(Beginning of DATA LISTING)

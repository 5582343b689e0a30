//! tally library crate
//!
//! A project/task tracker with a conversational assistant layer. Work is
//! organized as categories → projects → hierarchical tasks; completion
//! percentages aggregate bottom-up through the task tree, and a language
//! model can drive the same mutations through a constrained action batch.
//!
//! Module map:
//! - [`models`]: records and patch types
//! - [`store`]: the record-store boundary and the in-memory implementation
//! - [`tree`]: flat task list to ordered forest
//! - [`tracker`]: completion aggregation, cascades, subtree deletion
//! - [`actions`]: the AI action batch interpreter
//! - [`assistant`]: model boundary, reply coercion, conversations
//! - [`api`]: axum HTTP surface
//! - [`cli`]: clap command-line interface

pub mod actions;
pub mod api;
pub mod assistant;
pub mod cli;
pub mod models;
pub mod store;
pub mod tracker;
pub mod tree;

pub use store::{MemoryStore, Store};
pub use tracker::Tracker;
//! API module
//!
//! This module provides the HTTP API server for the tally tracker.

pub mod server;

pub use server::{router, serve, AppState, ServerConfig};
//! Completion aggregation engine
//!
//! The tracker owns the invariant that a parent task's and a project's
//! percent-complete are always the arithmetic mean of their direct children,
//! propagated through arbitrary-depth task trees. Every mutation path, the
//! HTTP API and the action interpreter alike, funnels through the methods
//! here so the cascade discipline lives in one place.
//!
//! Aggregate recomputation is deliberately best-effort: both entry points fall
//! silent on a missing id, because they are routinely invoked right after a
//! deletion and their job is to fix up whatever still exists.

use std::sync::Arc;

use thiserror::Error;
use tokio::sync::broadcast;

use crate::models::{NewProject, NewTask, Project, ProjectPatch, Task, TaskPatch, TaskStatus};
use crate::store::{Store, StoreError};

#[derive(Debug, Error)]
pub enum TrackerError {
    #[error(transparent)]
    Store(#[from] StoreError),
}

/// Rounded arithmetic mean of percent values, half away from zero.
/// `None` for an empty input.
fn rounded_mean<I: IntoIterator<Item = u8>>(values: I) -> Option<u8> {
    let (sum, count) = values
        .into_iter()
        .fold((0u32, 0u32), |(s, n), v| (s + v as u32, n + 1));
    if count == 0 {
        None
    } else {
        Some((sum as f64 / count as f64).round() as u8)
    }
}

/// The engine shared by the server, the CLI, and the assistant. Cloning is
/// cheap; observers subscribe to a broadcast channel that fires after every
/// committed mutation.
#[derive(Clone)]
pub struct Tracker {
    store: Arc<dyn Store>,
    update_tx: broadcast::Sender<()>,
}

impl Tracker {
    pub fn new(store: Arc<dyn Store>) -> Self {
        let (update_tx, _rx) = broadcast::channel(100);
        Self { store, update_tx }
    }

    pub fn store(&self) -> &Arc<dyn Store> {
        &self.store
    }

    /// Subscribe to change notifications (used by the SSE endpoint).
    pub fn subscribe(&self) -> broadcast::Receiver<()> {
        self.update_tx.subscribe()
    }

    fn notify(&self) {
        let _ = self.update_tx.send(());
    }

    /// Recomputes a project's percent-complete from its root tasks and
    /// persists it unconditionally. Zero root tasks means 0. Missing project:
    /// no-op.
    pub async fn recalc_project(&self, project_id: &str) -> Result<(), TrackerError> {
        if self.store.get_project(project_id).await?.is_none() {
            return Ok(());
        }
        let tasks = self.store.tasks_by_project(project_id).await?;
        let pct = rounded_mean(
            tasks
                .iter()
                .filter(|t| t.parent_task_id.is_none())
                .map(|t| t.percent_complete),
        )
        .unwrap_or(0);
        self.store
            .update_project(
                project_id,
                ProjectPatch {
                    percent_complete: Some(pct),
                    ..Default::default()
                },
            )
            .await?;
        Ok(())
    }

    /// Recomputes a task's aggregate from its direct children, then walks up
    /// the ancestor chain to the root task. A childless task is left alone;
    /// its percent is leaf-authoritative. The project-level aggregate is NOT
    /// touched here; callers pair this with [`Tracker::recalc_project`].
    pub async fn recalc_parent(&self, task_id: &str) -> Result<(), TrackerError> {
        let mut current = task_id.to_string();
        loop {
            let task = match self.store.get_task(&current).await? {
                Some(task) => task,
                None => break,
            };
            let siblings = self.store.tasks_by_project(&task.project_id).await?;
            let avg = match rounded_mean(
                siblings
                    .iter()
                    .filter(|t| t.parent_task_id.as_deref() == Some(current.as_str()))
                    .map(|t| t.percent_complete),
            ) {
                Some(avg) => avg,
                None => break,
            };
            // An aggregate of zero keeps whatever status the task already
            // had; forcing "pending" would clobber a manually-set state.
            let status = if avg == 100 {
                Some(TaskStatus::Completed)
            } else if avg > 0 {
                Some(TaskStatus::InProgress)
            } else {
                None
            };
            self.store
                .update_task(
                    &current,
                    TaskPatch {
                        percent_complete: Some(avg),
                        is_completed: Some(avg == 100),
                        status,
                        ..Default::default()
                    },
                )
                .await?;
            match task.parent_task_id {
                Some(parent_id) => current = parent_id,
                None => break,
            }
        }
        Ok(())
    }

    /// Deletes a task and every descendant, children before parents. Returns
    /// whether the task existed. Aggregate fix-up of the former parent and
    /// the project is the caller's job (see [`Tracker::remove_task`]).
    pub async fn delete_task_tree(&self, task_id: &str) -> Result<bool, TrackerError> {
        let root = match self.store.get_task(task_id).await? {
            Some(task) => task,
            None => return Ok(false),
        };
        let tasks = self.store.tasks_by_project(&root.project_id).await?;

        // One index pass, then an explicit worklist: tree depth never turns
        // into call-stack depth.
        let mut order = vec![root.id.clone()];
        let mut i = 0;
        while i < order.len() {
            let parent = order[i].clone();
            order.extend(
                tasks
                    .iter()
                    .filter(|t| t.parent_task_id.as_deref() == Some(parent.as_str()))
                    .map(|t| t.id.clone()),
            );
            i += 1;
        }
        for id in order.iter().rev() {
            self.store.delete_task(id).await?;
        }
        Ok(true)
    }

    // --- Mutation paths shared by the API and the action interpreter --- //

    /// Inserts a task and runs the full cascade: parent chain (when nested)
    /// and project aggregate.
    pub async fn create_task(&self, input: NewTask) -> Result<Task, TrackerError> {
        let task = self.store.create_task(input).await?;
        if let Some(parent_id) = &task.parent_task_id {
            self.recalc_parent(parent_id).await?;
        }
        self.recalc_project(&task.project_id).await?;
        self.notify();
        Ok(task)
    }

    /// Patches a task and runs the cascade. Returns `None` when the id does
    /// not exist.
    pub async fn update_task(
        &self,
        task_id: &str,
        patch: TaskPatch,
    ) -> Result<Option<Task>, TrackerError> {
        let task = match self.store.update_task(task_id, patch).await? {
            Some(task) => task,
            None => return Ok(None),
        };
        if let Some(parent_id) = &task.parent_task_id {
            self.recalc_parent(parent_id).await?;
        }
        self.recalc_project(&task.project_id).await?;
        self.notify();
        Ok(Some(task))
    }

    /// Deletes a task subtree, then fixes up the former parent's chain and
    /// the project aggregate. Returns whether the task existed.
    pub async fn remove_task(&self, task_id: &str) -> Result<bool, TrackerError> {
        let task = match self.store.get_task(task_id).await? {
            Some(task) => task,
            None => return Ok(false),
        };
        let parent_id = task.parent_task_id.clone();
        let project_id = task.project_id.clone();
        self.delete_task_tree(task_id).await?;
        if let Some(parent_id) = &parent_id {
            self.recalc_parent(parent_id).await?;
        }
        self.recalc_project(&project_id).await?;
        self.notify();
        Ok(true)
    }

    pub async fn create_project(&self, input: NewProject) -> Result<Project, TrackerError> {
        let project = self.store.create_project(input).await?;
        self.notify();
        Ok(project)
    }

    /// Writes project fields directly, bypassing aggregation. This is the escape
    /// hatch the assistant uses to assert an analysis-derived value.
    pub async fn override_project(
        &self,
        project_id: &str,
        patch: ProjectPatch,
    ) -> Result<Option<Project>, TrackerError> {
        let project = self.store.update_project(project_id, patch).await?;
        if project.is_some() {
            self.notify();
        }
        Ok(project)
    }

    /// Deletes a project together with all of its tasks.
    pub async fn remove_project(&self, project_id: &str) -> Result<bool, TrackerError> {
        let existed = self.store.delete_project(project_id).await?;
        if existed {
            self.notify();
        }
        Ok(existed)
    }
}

(End of DATA LISTING)

Begin with the line that has "and patch types" in the listing above and end after the line that has "cascades, subtree deletion"; output those lines exactly.

* RESPONSE TO THIS EXERCISE
//! - [`models`]: records and patch types
//! - [`store`]: the record-store boundary and the in-memory implementation
//! - [`tree`]: flat task list to ordered forest
//! - [`tracker`]: completion aggregation, cascades, subtree deletion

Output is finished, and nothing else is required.